### Problem description
Please filter the listing for the string "station" and copy each matching line.

### Information given
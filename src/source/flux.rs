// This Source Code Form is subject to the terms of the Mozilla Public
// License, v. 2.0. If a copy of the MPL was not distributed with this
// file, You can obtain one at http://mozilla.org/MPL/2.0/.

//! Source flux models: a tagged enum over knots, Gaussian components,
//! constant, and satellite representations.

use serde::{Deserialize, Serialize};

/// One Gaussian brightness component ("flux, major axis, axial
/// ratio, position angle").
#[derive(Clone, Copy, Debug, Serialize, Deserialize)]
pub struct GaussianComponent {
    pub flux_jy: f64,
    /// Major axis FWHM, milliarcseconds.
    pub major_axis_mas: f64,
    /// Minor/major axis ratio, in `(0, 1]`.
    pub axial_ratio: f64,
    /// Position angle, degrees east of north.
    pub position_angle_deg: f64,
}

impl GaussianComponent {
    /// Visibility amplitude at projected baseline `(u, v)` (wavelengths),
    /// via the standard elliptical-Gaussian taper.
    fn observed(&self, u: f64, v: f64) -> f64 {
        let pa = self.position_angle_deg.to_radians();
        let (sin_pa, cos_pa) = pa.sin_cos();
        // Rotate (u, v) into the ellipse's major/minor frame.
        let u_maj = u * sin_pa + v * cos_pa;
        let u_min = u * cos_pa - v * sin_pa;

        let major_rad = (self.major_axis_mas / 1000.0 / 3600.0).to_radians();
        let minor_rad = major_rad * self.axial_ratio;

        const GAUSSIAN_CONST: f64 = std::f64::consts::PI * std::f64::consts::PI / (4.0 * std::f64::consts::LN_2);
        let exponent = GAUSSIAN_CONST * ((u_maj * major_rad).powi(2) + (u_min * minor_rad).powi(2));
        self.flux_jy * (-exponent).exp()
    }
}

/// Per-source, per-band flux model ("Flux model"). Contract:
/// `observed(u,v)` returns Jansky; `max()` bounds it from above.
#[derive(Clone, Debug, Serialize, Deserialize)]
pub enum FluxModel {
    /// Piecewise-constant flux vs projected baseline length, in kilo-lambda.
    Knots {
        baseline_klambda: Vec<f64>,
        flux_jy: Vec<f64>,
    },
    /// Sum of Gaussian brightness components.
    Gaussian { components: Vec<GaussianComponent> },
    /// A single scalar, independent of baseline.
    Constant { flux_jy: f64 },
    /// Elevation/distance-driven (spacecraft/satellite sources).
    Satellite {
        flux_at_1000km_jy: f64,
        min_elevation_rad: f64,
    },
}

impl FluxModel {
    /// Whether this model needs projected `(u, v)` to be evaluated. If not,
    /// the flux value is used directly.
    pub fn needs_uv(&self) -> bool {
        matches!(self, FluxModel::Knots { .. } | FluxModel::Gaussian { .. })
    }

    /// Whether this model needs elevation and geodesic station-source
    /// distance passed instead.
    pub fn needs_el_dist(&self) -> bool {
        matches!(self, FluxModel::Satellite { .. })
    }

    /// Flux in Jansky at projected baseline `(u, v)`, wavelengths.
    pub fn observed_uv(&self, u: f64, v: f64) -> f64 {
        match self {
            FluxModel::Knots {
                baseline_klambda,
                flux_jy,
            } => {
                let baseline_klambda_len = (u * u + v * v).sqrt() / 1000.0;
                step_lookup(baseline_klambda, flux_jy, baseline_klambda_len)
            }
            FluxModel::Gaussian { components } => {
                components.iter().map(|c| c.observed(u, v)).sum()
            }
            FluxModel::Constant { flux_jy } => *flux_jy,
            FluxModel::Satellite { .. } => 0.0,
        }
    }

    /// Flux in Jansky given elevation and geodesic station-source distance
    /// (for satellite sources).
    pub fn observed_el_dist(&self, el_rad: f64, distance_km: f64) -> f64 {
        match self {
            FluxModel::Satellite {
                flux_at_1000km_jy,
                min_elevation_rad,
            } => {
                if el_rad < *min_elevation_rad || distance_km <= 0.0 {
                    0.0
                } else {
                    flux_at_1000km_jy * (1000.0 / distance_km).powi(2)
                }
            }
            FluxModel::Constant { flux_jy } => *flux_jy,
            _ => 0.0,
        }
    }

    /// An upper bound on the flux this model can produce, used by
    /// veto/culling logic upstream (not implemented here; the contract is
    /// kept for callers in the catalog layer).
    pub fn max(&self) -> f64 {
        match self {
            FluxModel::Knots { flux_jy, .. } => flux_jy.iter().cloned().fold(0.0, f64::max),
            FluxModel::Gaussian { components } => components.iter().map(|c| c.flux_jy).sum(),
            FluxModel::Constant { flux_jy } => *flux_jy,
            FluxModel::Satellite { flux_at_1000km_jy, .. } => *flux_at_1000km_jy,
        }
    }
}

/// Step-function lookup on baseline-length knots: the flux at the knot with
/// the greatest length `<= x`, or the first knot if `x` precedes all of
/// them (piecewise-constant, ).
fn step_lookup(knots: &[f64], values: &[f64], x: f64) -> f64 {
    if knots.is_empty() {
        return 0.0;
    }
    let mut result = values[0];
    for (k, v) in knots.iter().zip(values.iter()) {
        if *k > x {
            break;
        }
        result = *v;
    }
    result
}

* * *

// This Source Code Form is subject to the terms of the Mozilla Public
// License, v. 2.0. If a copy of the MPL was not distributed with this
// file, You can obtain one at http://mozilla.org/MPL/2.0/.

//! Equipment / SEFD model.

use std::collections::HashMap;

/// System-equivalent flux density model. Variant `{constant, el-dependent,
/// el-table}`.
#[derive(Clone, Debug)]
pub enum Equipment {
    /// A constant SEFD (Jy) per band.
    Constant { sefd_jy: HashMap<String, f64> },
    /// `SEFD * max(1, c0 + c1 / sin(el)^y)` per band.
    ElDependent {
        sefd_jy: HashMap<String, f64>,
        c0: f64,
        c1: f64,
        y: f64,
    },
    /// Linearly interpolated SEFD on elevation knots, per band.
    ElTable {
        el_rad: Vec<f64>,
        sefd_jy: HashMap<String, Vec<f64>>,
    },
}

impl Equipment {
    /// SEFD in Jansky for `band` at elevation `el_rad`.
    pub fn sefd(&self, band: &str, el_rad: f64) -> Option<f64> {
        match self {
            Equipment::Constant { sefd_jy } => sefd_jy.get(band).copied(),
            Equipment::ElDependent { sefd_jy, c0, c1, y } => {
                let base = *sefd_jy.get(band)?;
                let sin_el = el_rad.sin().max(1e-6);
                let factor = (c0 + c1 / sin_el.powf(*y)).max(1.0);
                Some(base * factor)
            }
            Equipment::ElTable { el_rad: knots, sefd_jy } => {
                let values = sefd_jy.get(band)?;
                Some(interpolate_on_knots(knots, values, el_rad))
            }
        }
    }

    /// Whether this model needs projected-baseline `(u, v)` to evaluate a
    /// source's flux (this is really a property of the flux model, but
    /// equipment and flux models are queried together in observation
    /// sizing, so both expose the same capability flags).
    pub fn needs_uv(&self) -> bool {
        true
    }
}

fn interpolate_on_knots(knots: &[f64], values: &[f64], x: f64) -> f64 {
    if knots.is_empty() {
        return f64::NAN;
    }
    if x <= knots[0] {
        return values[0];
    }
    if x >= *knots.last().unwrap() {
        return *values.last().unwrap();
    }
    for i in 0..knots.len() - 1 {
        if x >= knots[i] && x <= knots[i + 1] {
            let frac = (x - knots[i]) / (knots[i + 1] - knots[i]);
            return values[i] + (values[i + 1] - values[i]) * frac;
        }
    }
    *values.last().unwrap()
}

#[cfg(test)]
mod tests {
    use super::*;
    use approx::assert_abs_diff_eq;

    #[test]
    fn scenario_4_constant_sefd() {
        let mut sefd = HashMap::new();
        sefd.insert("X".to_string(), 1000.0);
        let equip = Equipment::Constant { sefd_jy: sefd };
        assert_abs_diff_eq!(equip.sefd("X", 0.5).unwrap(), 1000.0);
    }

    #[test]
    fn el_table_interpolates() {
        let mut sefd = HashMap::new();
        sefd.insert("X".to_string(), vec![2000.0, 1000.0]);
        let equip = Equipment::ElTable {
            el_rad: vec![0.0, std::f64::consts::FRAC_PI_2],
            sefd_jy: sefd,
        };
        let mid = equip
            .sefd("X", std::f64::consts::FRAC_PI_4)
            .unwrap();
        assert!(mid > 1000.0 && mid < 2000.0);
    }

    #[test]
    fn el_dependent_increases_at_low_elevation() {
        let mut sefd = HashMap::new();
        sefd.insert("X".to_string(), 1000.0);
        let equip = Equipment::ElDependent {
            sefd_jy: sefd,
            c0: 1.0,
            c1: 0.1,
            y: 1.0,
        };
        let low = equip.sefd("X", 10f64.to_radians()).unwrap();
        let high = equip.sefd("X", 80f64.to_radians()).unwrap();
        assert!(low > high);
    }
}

### Task output
    /// Whether this model needs elevation and geodesic station-source
    /// Flux in Jansky given elevation and geodesic station-source distance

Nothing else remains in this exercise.